• [What the exercise asks]
From the material below, copy out each line with the word "match" in it.

• [The records]
/// Per-entity routes under /api/v1/{kind}/{id}
use crate::{
    error::{Result, ServerError},
    services::TextLookup,
    state::AppState,
};
use axum::{
    extract::{Path, State},
    http::header::CONTENT_TYPE,
    response::{IntoResponse, Response},
    Json,
};
use libra_core::{Album, LibraError, Playable, PlayableKind, Track};

/// Kinds addressable by singular name in the URL
fn parse_kind(name: &str) -> Result<PlayableKind> {
    PlayableKind::CATALOG
        .into_iter()
        .find(|kind| kind.as_str() == name)
        .ok_or_else(|| ServerError::NotFound(format!("unknown kind {name:?}")))
}

fn unsupported(kind: PlayableKind) -> ServerError {
    LibraError::UnsupportedMediaType(kind.to_string()).into()
}

/// GET /api/v1/:kind/:id
pub async fn get_entity(
    State(state): State<AppState>,
    Path((kind, id)): Path<(String, String)>,
) -> Result<Json<Playable>> {
    let kind = parse_kind(&kind)?;
    Ok(Json(state.library.get(kind, &id).await?))
}

/// GET /api/v1/{album|playlist|artist}/:id/tracks
pub async fn tracks(
    State(state): State<AppState>,
    Path((kind, id)): Path<(String, String)>,
) -> Result<Json<Vec<Track>>> {
    let tracks = match parse_kind(&kind)? {
        PlayableKind::Album => state.library.album_tracks(&id).await?,
        PlayableKind::Playlist => state.library.playlist_tracks(&id).await?,
        PlayableKind::Artist => state.library.artist_tracks(&id).await?,
        other => return Err(unsupported(other)),
    };
    Ok(Json(tracks))
}

/// GET /api/v1/artist/:id/albums
pub async fn albums(
    State(state): State<AppState>,
    Path((kind, id)): Path<(String, String)>,
) -> Result<Json<Vec<Album>>> {
    match parse_kind(&kind)? {
        PlayableKind::Artist => Ok(Json(state.library.artist_albums(&id).await?)),
        other => Err(unsupported(other)),
    }
}

/// GET /api/v1/{track|video}/:id/is_stored
pub async fn is_stored(
    State(state): State<AppState>,
    Path((kind, id)): Path<(String, String)>,
) -> Result<Json<bool>> {
    let kind = parse_kind(&kind)?;
    Ok(Json(state.library.is_stored(kind, &id).await?))
}

/// GET /api/v1/{track|video}/:id/content
pub async fn content(
    State(state): State<AppState>,
    Path((kind, id)): Path<(String, String)>,
) -> Result<Response> {
    let kind = parse_kind(&kind)?;
    let content = state.library.content(kind, &id).await?;
    let mime = mime_guess::from_path(&content.path).first_or_octet_stream();

    Ok(([(CONTENT_TYPE, mime.to_string())], content.bytes).into_response())
}

async fn text(
    state: &AppState,
    kind: &str,
    id: &str,
    lang: Option<&str>,
    subtitles_only: bool,
) -> Result<Json<TextLookup>> {
    let lookup = match parse_kind(kind)? {
        PlayableKind::Track if !subtitles_only => state.library.track_lyrics(id, lang).await?,
        PlayableKind::Video => state.library.video_subtitles(id, lang).await?,
        other => return Err(unsupported(other)),
    };
    Ok(Json(lookup))
}

/// GET /api/v1/{track|video}/:id/lyrics
///
/// For videos this is an alias of `/subtitles`.
pub async fn lyrics(
    State(state): State<AppState>,
    Path((kind, id)): Path<(String, String)>,
) -> Result<Json<TextLookup>> {
    text(&state, &kind, &id, None, false).await
}

/// GET /api/v1/{track|video}/:id/lyrics/:lang
pub async fn lyrics_in(
    State(state): State<AppState>,
    Path((kind, id, lang)): Path<(String, String, String)>,
) -> Result<Json<TextLookup>> {
    text(&state, &kind, &id, Some(&lang), false).await
}

/// GET /api/v1/video/:id/subtitles
pub async fn subtitles(
    State(state): State<AppState>,
    Path((kind, id)): Path<(String, String)>,
) -> Result<Json<TextLookup>> {
    text(&state, &kind, &id, None, true).await
}

/// GET /api/v1/video/:id/subtitles/:lang
pub async fn subtitles_in(
    State(state): State<AppState>,
    Path((kind, id, lang)): Path<(String, String, String)>,
) -> Result<Json<TextLookup>> {
    text(&state, &kind, &id, Some(&lang), true).await
}

#[cfg(test)]
mod tests {
    use super::*;

    #[test]
    fn only_singular_catalog_kinds_route() {
        assert_eq!(parse_kind("track").unwrap(), PlayableKind::Track);
        assert_eq!(parse_kind("playlist").unwrap(), PlayableKind::Playlist);
        assert!(parse_kind("tracks").is_err());
        assert!(parse_kind("user").is_err());
    }
}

• [Answer for this exercise]
    let tracks = match parse_kind(&kind)? {
    match parse_kind(&kind)? {
    let lookup = match parse_kind(kind)? {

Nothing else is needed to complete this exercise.